[Work to be completed] Would you return, word for word, the lines of the data below from the line with "self.unpack_single_question(wire)" through the line with "let mut response", and no others?
Information section start
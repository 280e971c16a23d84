use crate::ports::WireCodec;
use base64::engine::general_purpose::URL_SAFE_NO_PAD;
use base64::Engine;
use bytes::Bytes;
use dohgate_domain::{
    DnsQuery, DnsQuestion, DohMethod, DohRequest, DomainError, GetPayloadFormat, RecordType,
    DNS_UDPWIREFORMAT,
};
use std::sync::Arc;

/// Turns an inbound DoH request into a validated single-question query.
pub struct DecodeDohRequestUseCase {
    codec: Arc<dyn WireCodec>,
    get_payload: GetPayloadFormat,
}

impl DecodeDohRequestUseCase {
    pub fn new(codec: Arc<dyn WireCodec>, get_payload: GetPayloadFormat) -> Self {
        Self { codec, get_payload }
    }

    pub fn execute(&self, request: &DohRequest) -> Result<DnsQuery, DomainError> {
        match &request.method {
            DohMethod::Get => self.decode_get(request.dns_param.as_deref()),
            DohMethod::Post => self.decode_post(request.content_type.as_deref(), &request.body),
            DohMethod::Other(method) => Err(DomainError::InvalidRequest(format!(
                "unsupported method {}",
                method
            ))),
        }
    }

    pub fn decode_get(&self, param: Option<&str>) -> Result<DnsQuery, DomainError> {
        let encoded = match param {
            Some(p) if !p.is_empty() => p,
            _ => {
                return Err(DomainError::InvalidRequest(
                    "missing dns query parameter in GET request".to_string(),
                ))
            }
        };

        let decoded = URL_SAFE_NO_PAD.decode(encoded).map_err(|e| {
            DomainError::InvalidRequest(format!("dns parameter is not base64url: {}", e))
        })?;

        match self.get_payload {
            GetPayloadFormat::Wire => self.unpack_single_question(Bytes::from(decoded)),
            GetPayloadFormat::Hostname => self.query_for_hostname(decoded),
        }
    }

    pub fn decode_post(
        &self,
        content_type: Option<&str>,
        body: &Bytes,
    ) -> Result<DnsQuery, DomainError> {
        if content_type != Some(DNS_UDPWIREFORMAT) {
            return Err(DomainError::UnsupportedMediaType(format!(
                "expected {}, got {}",
                DNS_UDPWIREFORMAT,
                content_type.unwrap_or("none")
            )));
        }

        self.unpack_single_question(body.clone())
    }

    fn unpack_single_question(&self, wire: Bytes) -> Result<DnsQuery, DomainError> {
        let message = self
            .codec
            .unpack(&wire)
            .map_err(|e| DomainError::InvalidRequest(format!("malformed DNS message: {}", e)))?;

        let question = message.single_question().ok_or_else(|| {
            DomainError::InvalidRequest(format!(
                "DoH only supports single queries, got {} questions",
                message.questions.len()
            ))
        })?;

        Ok(DnsQuery::new(
            wire,
            message.id,
            question.domain.clone(),
            question.record_type,
        ))
    }

    fn query_for_hostname(&self, decoded: Vec<u8>) -> Result<DnsQuery, DomainError> {
        let name = String::from_utf8(decoded).map_err(|_| {
            DomainError::InvalidRequest("dns parameter is not a valid host name".to_string())
        })?;
        let name = name.trim_end_matches('.');
        if name.is_empty() {
            return Err(DomainError::InvalidRequest(
                "dns parameter holds an empty host name".to_string(),
            ));
        }

        let (_, wire) = self
            .codec
            .pack_query(&DnsQuestion::new(name, RecordType::A))
            .map_err(|e| DomainError::InvalidRequest(format!("invalid host name: {}", e)))?;

        // Read the name back so it matches what goes on the wire.
        self.unpack_single_question(wire)
    }
}
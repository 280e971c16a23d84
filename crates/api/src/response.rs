use axum::{
    body::Body,
    http::{header, HeaderValue, StatusCode},
    response::{IntoResponse, Response},
};
use dohgate_domain::DohResponse;

/// HTTP rendering of a gateway response.
pub struct WireResponse(pub DohResponse);

impl From<DohResponse> for WireResponse {
    fn from(response: DohResponse) -> Self {
        Self(response)
    }
}

impl IntoResponse for WireResponse {
    fn into_response(self) -> Response {
        let status =
            StatusCode::from_u16(self.0.status).unwrap_or(StatusCode::INTERNAL_SERVER_ERROR);

        let mut response = Response::new(Body::from(self.0.body));
        *response.status_mut() = status;
        if let Some(content_type) = self.0.content_type {
            response
                .headers_mut()
                .insert(header::CONTENT_TYPE, HeaderValue::from_static(content_type));
        }
        response
    }
}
Information section end
[Output below]
        self.unpack_single_question(wire)
    }
}
repository 280e971c16a23d84
filename crates/api/src/response.rs
use axum::{
    body::Body,
    http::{header, HeaderValue, StatusCode},
    response::{IntoResponse, Response},
};
use dohgate_domain::DohResponse;

/// HTTP rendering of a gateway response.
pub struct WireResponse(pub DohResponse);

impl From<DohResponse> for WireResponse {
    fn from(response: DohResponse) -> Self {
        Self(response)
    }
}

impl IntoResponse for WireResponse {
    fn into_response(self) -> Response {
        let status =
            StatusCode::from_u16(self.0.status).unwrap_or(StatusCode::INTERNAL_SERVER_ERROR);

        let mut response = Response::new(Body::from(self.0.body));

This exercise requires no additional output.